• **DATA FOR THIS TASK**
--- START ---

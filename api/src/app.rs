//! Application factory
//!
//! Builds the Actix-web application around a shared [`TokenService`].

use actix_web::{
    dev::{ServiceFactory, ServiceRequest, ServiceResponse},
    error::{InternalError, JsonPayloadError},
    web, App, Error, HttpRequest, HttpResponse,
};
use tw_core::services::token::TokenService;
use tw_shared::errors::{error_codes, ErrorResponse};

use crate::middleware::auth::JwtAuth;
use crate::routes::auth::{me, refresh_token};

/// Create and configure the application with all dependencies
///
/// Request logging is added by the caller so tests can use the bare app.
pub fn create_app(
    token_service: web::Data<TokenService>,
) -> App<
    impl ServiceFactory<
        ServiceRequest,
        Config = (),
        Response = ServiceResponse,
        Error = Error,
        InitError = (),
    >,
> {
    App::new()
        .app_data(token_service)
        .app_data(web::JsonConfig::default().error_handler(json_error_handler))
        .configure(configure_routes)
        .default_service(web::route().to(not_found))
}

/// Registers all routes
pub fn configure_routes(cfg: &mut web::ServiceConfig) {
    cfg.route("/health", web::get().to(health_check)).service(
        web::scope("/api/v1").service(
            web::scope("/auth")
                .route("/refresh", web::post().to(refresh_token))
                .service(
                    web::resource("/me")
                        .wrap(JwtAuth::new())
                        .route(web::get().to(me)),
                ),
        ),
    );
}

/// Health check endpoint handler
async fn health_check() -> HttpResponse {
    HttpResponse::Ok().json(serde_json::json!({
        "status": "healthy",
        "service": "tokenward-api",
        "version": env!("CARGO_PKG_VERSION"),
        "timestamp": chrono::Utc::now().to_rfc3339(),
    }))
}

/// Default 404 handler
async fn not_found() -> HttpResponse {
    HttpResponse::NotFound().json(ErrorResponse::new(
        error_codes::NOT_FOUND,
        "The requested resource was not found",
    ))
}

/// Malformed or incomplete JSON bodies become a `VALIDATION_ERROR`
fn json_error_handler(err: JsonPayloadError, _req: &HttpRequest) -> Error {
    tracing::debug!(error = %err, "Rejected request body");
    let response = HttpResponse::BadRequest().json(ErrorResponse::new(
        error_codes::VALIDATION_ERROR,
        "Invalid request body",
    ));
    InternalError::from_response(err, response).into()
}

--- END ---
--- START ---

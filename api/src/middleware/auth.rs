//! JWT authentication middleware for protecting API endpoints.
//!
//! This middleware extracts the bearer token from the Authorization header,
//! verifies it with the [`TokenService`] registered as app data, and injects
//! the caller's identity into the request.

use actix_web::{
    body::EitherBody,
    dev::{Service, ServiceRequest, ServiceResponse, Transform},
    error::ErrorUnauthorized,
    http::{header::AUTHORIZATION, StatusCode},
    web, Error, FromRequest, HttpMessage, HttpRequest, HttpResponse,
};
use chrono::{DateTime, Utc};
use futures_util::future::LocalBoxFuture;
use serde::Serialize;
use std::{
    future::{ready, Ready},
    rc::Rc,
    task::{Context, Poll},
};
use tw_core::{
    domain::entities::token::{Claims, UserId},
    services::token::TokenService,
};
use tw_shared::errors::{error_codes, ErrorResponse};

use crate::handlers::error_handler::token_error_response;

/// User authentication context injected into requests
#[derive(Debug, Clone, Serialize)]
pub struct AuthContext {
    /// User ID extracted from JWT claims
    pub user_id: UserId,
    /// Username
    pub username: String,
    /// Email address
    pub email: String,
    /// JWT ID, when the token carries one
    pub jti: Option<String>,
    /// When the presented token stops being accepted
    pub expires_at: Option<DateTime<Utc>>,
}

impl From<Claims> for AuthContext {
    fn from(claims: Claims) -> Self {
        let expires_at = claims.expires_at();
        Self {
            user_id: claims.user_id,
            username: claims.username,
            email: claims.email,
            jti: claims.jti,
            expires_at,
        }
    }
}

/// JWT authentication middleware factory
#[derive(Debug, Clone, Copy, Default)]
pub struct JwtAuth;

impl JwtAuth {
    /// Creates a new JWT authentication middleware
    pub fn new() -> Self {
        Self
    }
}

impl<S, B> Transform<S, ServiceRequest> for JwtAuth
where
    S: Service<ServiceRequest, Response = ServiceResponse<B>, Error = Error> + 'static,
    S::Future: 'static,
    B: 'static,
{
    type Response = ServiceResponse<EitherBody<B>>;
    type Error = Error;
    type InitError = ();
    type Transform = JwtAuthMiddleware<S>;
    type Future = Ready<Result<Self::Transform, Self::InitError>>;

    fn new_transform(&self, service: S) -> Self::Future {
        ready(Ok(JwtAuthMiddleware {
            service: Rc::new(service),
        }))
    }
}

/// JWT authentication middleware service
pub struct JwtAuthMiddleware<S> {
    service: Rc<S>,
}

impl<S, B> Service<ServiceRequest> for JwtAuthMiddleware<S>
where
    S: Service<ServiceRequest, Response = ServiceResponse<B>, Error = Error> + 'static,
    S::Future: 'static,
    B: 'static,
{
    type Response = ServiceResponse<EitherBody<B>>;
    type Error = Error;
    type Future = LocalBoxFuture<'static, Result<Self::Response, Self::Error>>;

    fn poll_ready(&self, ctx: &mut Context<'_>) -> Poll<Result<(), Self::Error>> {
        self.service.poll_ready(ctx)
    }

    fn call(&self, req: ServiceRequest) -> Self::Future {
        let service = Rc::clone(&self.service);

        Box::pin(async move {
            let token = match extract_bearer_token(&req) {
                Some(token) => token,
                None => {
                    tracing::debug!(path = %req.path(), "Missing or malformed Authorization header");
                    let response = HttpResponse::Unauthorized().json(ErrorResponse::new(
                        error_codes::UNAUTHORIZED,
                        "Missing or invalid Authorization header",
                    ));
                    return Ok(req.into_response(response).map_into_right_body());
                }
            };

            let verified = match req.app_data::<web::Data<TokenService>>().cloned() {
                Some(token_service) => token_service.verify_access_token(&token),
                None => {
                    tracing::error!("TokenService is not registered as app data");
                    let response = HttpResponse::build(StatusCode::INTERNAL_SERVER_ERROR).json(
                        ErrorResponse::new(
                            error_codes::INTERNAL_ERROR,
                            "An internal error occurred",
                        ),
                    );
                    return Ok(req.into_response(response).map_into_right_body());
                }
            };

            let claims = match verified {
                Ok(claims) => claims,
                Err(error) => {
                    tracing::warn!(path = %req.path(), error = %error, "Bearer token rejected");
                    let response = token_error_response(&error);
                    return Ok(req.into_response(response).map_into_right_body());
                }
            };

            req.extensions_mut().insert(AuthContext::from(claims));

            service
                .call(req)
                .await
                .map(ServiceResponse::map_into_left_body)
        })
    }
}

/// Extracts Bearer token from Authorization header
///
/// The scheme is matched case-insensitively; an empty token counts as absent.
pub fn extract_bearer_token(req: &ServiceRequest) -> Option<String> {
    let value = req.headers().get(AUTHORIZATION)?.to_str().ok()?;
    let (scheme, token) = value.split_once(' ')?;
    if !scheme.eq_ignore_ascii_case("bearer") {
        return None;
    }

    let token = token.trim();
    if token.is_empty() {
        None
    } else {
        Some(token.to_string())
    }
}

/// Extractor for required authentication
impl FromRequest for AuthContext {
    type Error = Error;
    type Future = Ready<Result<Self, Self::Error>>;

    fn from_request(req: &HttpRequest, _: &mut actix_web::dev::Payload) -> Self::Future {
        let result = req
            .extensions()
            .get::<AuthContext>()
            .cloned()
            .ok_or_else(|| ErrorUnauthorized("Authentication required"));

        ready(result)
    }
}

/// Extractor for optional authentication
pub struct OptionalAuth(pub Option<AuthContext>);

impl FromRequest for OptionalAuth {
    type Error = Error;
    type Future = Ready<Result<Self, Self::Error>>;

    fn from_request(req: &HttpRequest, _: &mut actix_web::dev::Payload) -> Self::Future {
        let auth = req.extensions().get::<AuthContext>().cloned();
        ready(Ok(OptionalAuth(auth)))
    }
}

--- END ---
--- START ---

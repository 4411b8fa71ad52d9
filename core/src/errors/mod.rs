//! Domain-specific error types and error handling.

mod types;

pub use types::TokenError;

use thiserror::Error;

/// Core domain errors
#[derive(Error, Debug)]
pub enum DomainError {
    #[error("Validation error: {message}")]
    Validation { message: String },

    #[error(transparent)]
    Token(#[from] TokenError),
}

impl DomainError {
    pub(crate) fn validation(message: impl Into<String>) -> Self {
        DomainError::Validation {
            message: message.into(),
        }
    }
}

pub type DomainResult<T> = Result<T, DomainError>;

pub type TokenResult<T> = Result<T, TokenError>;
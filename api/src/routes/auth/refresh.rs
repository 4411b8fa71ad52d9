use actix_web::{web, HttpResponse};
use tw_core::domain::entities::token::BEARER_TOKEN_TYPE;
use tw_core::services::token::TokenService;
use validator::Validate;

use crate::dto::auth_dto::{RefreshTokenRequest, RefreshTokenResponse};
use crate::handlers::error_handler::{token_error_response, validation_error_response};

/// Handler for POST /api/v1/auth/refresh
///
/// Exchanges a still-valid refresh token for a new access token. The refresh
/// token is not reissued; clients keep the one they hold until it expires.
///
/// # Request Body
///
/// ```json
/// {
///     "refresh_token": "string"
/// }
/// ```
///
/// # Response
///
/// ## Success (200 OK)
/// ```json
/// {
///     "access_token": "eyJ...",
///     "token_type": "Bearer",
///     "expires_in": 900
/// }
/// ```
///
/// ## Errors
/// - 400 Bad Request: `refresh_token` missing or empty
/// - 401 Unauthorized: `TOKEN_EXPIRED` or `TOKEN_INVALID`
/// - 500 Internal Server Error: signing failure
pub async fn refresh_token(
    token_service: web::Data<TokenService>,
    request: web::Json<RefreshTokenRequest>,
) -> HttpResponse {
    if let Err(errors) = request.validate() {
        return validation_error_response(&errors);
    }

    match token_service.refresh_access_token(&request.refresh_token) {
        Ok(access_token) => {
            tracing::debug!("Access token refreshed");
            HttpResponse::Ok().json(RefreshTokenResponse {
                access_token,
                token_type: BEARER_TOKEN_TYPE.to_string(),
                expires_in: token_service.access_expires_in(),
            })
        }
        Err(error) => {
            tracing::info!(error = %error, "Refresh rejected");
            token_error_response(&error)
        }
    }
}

--- END ---

• **HOW TO COMPLETE THIS TASK**
The exact lines of the material above starting at the one that contains "missing or empty" and ending at the one that contains "if let Err(errors)" are what to retype; leave out everything else.

• **THE COMPLETED TASK**
/// - 400 Bad Request: `refresh_token` missing or empty
/// - 401 Unauthorized: `TOKEN_EXPIRED` or `TOKEN_INVALID`
/// - 500 Internal Server Error: signing failure
pub async fn refresh_token(
    token_service: web::Data<TokenService>,
    request: web::Json<RefreshTokenRequest>,
) -> HttpResponse {
    if let Err(errors) = request.validate() {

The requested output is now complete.